Rabbi Pfeffer gestures to us and takes us to see what’s left of the Vilnius of the Jews. He looks like a great nocturnal bird, and he does nothing to fit in. “The atmosphere is not healthy,” he confirms. “A lot of people shout at me: Jew! And what else can I do but look them in the face and ask them if they’ve got a problem? Why should I lower myself to their level and shout back?” He talks about a big Jewish cemetery, five hundred years old, which the Lithuanians would like to transform into a shopping center. “The situation is very dangerous for all religions. By now, money rules over all; the sacred is in pieces. Tell me, how can you do business over the bones of the dead? How can anyone think that something like that can bring good fortune? How can we construct a cohabitation by abusing memory in this way? How can we forget what happened here under Nazism?”

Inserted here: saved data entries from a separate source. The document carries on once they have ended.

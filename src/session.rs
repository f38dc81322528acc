//! Reading barcodes from a grabbed input device with an idle timeout.
//!
//! A [`BarcodeDevice`] owns an evdev descriptor and a POSIX interval timer. Every
//! [`BarcodeDevice::read`] arms the timer, then blocks in `read(2)` until a complete barcode has
//! been typed or the timer fires. The expiration signal interrupts the blocked read (the handler
//! is installed without `SA_RESTART`) and bumps a counter that the read loop checks before every
//! `read(2)`. After the first expiration the timer keeps firing every [`REPEAT_INTERVAL`], so a
//! signal that lands between the counter check and the `read(2)` only delays the timeout.


use std::{
    fmt, io,
    ops::ControlFlow,
    path::Path,
    str,
    sync::atomic::{AtomicI32, Ordering},
    time::{Duration, Instant},
};

use crate::{
    device::{Device, RawRead},
    drop::on_drop,
    event::InputEvent,
    signal::{drain_pending_timeouts, install_timeout_handler},
    timer::IntervalTimer,
};

/// Period at which the idle timer keeps firing after its first expiration, until disarmed.
pub const REPEAT_INTERVAL: Duration = Duration::from_millis(10);

/// Longest barcode [`BarcodeDevice::read_code`] returns without truncation.
pub const MAX_CODE_LEN: usize = 1023;

/// Shortest idle budget [`BarcodeDevice::read`] accepts.
const MIN_IDLE: Duration = Duration::from_millis(1);

/// Value of the timeout counter while the device is open but no read is in progress.
const IDLE: i32 = -1;

/// An exclusively grabbed barcode scanner.
///
/// A [`BarcodeDevice`] starts out unopened. [`BarcodeDevice::open`] grabs a device node, after
/// which [`BarcodeDevice::read`] can be called any number of times. [`BarcodeDevice::close`] (or
/// dropping the value) releases the device again. A closed [`BarcodeDevice`] may be reopened.
///
/// The idle timer notifies the thread that called [`BarcodeDevice::open`], so this type is not
/// [`Send`].
///
/// # Example
///
/// ```no_run
/// # fn main() -> std::io::Result<()> {
/// use std::time::Duration;
/// use evbarcode::BarcodeDevice;
///
/// let mut scanner = BarcodeDevice::new();
/// scanner.open("/dev/input/by-id/usb-Scanner-event-kbd")?;
/// while let Some(code) = scanner.read_code(Duration::from_secs(30))? {
///     println!("{code}");
/// }
/// scanner.close()?;
/// # Ok(()) }
/// ```
#[derive(Debug)]
pub struct BarcodeDevice {
    state: State,
    /// Counts timer expirations since the current read started.
    ///
    /// Boxed, because the timer holds its address: it must not move while a timer is bound to it.
    timeout: Box<AtomicI32>,
}

#[derive(Debug)]
enum State {
    Unopened,
    Open(Open),
    Closed,
}

#[derive(Debug)]
struct Open {
    device: Device,
    timer: IntervalTimer,
}

impl Default for BarcodeDevice {
    fn default() -> Self {
        Self::new()
    }
}

impl BarcodeDevice {
    /// Creates an unopened [`BarcodeDevice`].
    pub fn new() -> Self {
        Self {
            state: State::Unopened,
            timeout: Box::new(AtomicI32::new(IDLE)),
        }
    }

    /// Returns whether a device is currently open.
    #[inline]
    pub fn is_open(&self) -> bool {
        matches!(self.state, State::Open(_))
    }

    /// Returns the path of the open device, if any.
    pub fn path(&self) -> Option<&Path> {
        match &self.state {
            State::Open(open) => Some(open.device.path()),
            State::Unopened | State::Closed => None,
        }
    }

    /// Opens and exclusively grabs the evdev node at `path`.
    ///
    /// On the first call in the process, this installs the signal handler for
    /// [`timeout_signal`][crate::timeout_signal].
    ///
    /// # Errors
    ///
    /// - [`io::ErrorKind::InvalidInput`] if `path` is empty or a device is already open.
    /// - Any error from opening the node; [`io::ErrorKind::NotFound`] if it doesn't exist.
    /// - [`io::ErrorKind::ResourceBusy`] if another handle has grabbed the device.
    /// - The OS error if no timer can be created.
    ///
    /// If an error is returned, nothing stays open.
    pub fn open<P: AsRef<Path>>(&mut self, path: P) -> io::Result<()> {
        self.open_impl(path.as_ref())
    }

    fn open_impl(&mut self, path: &Path) -> io::Result<()> {
        if path.as_os_str().is_empty() {
            return Err(io::Error::new(
                io::ErrorKind::InvalidInput,
                "barcode device path is empty",
            ));
        }
        self.check_not_open()?;
        install_timeout_handler()?;

        let now = Instant::now();
        let device = Device::open(path)?;
        // Dropping `device` on error closes it.
        device.grab()?;
        self.attach(device)?;

        if let State::Open(open) = &self.state {
            let name = open.device.name().unwrap_or_else(|e| {
                log::debug!("failed to fetch device name: {e}");
                String::from("<unknown>")
            });
            match open.device.driver_version() {
                Ok(version) => log::debug!(
                    "opened barcode device '{}' ({name}, evdev {version}) in {:?}",
                    path.display(),
                    now.elapsed()
                ),
                Err(e) => log::debug!(
                    "opened barcode device '{}' ({name}) in {:?}; failed to fetch driver version: {e}",
                    path.display(),
                    now.elapsed()
                ),
            }
        }
        Ok(())
    }

    /// Opens the session on an already opened `device`, without grabbing it.
    #[cfg(test)]
    pub(crate) fn open_unchecked(&mut self, device: Device) -> io::Result<()> {
        self.check_not_open()?;
        install_timeout_handler()?;
        self.attach(device)
    }

    fn check_not_open(&self) -> io::Result<()> {
        if let State::Open(open) = &self.state {
            return Err(io::Error::new(
                io::ErrorKind::InvalidInput,
                format!(
                    "barcode device is already open ('{}')",
                    open.device.path().display()
                ),
            ));
        }
        Ok(())
    }

    /// Creates the idle timer for `device` and enters the open state.
    fn attach(&mut self, device: Device) -> io::Result<()> {
        // Safety: `self.timeout` is heap-allocated and outlives the timer. `close` deletes the
        // timer and drains its pending signals before `self.timeout` can be freed.
        let timer = match unsafe { IntervalTimer::new(&*self.timeout) } {
            Ok(timer) => timer,
            Err(e) => {
                if let Err(close) = device.close() {
                    log::warn!("failed to close device after timer creation failed: {close}");
                }
                return Err(e);
            }
        };
        self.timeout.store(IDLE, Ordering::SeqCst);
        self.state = State::Open(Open { device, timer });
        Ok(())
    }

    /// Reads one barcode into `buf`.
    ///
    /// Blocks until a terminator key follows at least one digit, or until no key event arrived
    /// for `max_idle`. The idle budget applies to the read as a whole; incoming events do not
    /// extend it.
    ///
    /// `buf` is zeroed first. Digits are stored as ASCII bytes, and the last byte of `buf` is
    /// always left 0. [`Scan::len`] counts every digit typed, including those that did not fit.
    ///
    /// Only presses and autorepeats of keys are considered. The number row keys `KEY_0` through
    /// `KEY_9` are digits, any other key terminates the barcode. Terminators before the first
    /// digit are ignored.
    ///
    /// Invalid arguments (`buf` shorter than 2 bytes, or `max_idle` below 1 millisecond) and
    /// reading from a device that isn't open result in [`ScanStatus::Failed`] with an
    /// [`io::ErrorKind::InvalidInput`] error.
    pub fn read(&mut self, buf: &mut [u8], max_idle: Duration) -> Scan {
        if buf.len() < 2 {
            return Scan::invalid(format!(
                "barcode buffer must hold at least 2 bytes (got {})",
                buf.len()
            ));
        }
        if max_idle < MIN_IDLE {
            return Scan::invalid(format!(
                "idle timeout must be at least {MIN_IDLE:?} (got {max_idle:?})"
            ));
        }
        let State::Open(open) = &self.state else {
            return Scan::invalid("barcode device is not open".into());
        };

        buf.fill(0);
        if let Err(e) = open.timer.arm(max_idle, REPEAT_INTERVAL) {
            return Scan::failed(e);
        }
        self.timeout.store(0, Ordering::SeqCst);

        let now = Instant::now();
        let mut acc = Accumulator::new(buf);
        let status = loop {
            if self.timeout.load(Ordering::Relaxed) != 0 {
                break ScanStatus::TimedOut;
            }
            match open.device.read_event() {
                Ok(RawRead::Event(ev)) => {
                    if acc.feed(ev).is_break() {
                        break ScanStatus::Complete;
                    }
                }
                Ok(RawRead::Eof) => break ScanStatus::DeviceGone,
                Ok(RawRead::Short(n)) => break ScanStatus::ShortRead(n),
                Err(e) if e.kind() == io::ErrorKind::Interrupted => continue,
                Err(e) => break ScanStatus::Failed(e),
            }
        };

        if let Err(e) = open.timer.disarm() {
            log::warn!("failed to disarm idle timer: {e}");
        }

        let scan = Scan {
            len: acc.len,
            status,
        };
        log::trace!(
            "read from '{}' ended after {:?}: {scan:?}",
            open.device.path().display(),
            now.elapsed()
        );
        scan
    }

    /// Reads one barcode of up to [`MAX_CODE_LEN`] digits.
    ///
    /// Returns [`None`] if the idle timeout expired first. Digits typed before the timeout are
    /// discarded. Longer barcodes are truncated to their first [`MAX_CODE_LEN`] digits.
    ///
    /// # Errors
    ///
    /// Any status other than [`ScanStatus::Complete`] and [`ScanStatus::TimedOut`] is returned as
    /// an error, see [`ScanStatus::into_result`].
    pub fn read_code(&mut self, max_idle: Duration) -> io::Result<Option<String>> {
        let mut buf = [0; MAX_CODE_LEN + 1];
        let scan = self.read(&mut buf, max_idle);
        match scan.status() {
            ScanStatus::Complete => {
                if scan.is_truncated(buf.len()) {
                    log::warn!(
                        "barcode of {} digits truncated to {MAX_CODE_LEN} digits",
                        scan.len()
                    );
                }
                return Ok(Some(scan.digits(&buf).to_owned()));
            }
            ScanStatus::TimedOut => {
                if !scan.is_empty() {
                    log::debug!("discarding {} digits without terminator", scan.len());
                }
                return Ok(None);
            }
            _ => {}
        }
        scan.into_status().into_result().map(|()| None)
    }

    /// Closes the device and deletes the idle timer.
    ///
    /// Does nothing if no device is open. Otherwise, both resources are released even if one of
    /// them fails, and the first error is returned. The [`BarcodeDevice`] can be opened again
    /// afterwards.
    pub fn close(&mut self) -> io::Result<()> {
        let open = match std::mem::replace(&mut self.state, State::Closed) {
            State::Open(open) => open,
            other => {
                self.state = other;
                return Ok(());
            }
        };

        let now = Instant::now();
        let Open { device, timer } = open;
        let path = device.path().to_path_buf();
        let _d = on_drop(|| {
            log::debug!(
                "closed barcode device '{}' in {:?}",
                path.display(),
                now.elapsed()
            )
        });

        let closed = device.close();
        let deleted = timer.delete();
        // Expirations queued before deletion still reference `self.timeout`; consume them while
        // it is alive.
        let drained = drain_pending_timeouts();
        if drained != 0 {
            log::debug!("drained {drained} pending idle timer signals");
        }
        self.timeout.store(IDLE, Ordering::SeqCst);

        closed.and(deleted)
    }
}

Somebody has torn down the street sign for the Street of the Jews, and someone has painted a swastika on the base of the bust dedicated to the gaon of Vilnius. The Zavln Synagogue on Gėlių Street has remained as it was seventy years ago, burned inside and out, and it seems that the land will be sold.

Suddenly Pfeffer’s shadow lengthens and grows larger on the pavement by effect of the only streetlamp on the edge of a public park, which is shining on him from thirty yards away. It happens only to his shadow, not ours, even though we’re fairly close to him. Monika plays with these effects, freezing on film the owl eyes of the Jew and his black hair inflamed by the neon signs of the bars. We sit down in the square, at the open-air tables. Samuel Jakob drinks calmly as though in a saloon; the American in him conflicts with his rabbinical role, with Vilnius itself. Then he starts back in on his gloomy prophecy: “Many communities will be extinguished, maybe even mine. But it is important that something remain, because this was a central place.”

8. K TOWN

RIDING HIGH on its Siberian antisnow heels, the Moscow–Kaliningrad—a snake made of twenty illuminated cars—is rolling along in the early morning light. To board it, at three in the morning, I had to show my passport, visa, and ticket to a sleepy-eyed cop shut inside a glass booth under platform ten in the underground passageway of the Vilnius train station—the only one, surrounded by barriers and guarded by police. On its sides there is a double railing a little bit longer than the train, outfitted with video cameras. I’m on a Russian train going to Russia, but Kaliningrad is an enclave detached from the fatherland. In order to get there, you have to cross Lithuania, part of the European Union, and the Lithuanians have to make sure that nobody tries to sneak off the train along the way. Maybe even the two of us, with our Muscovite visas, are under special surveillance.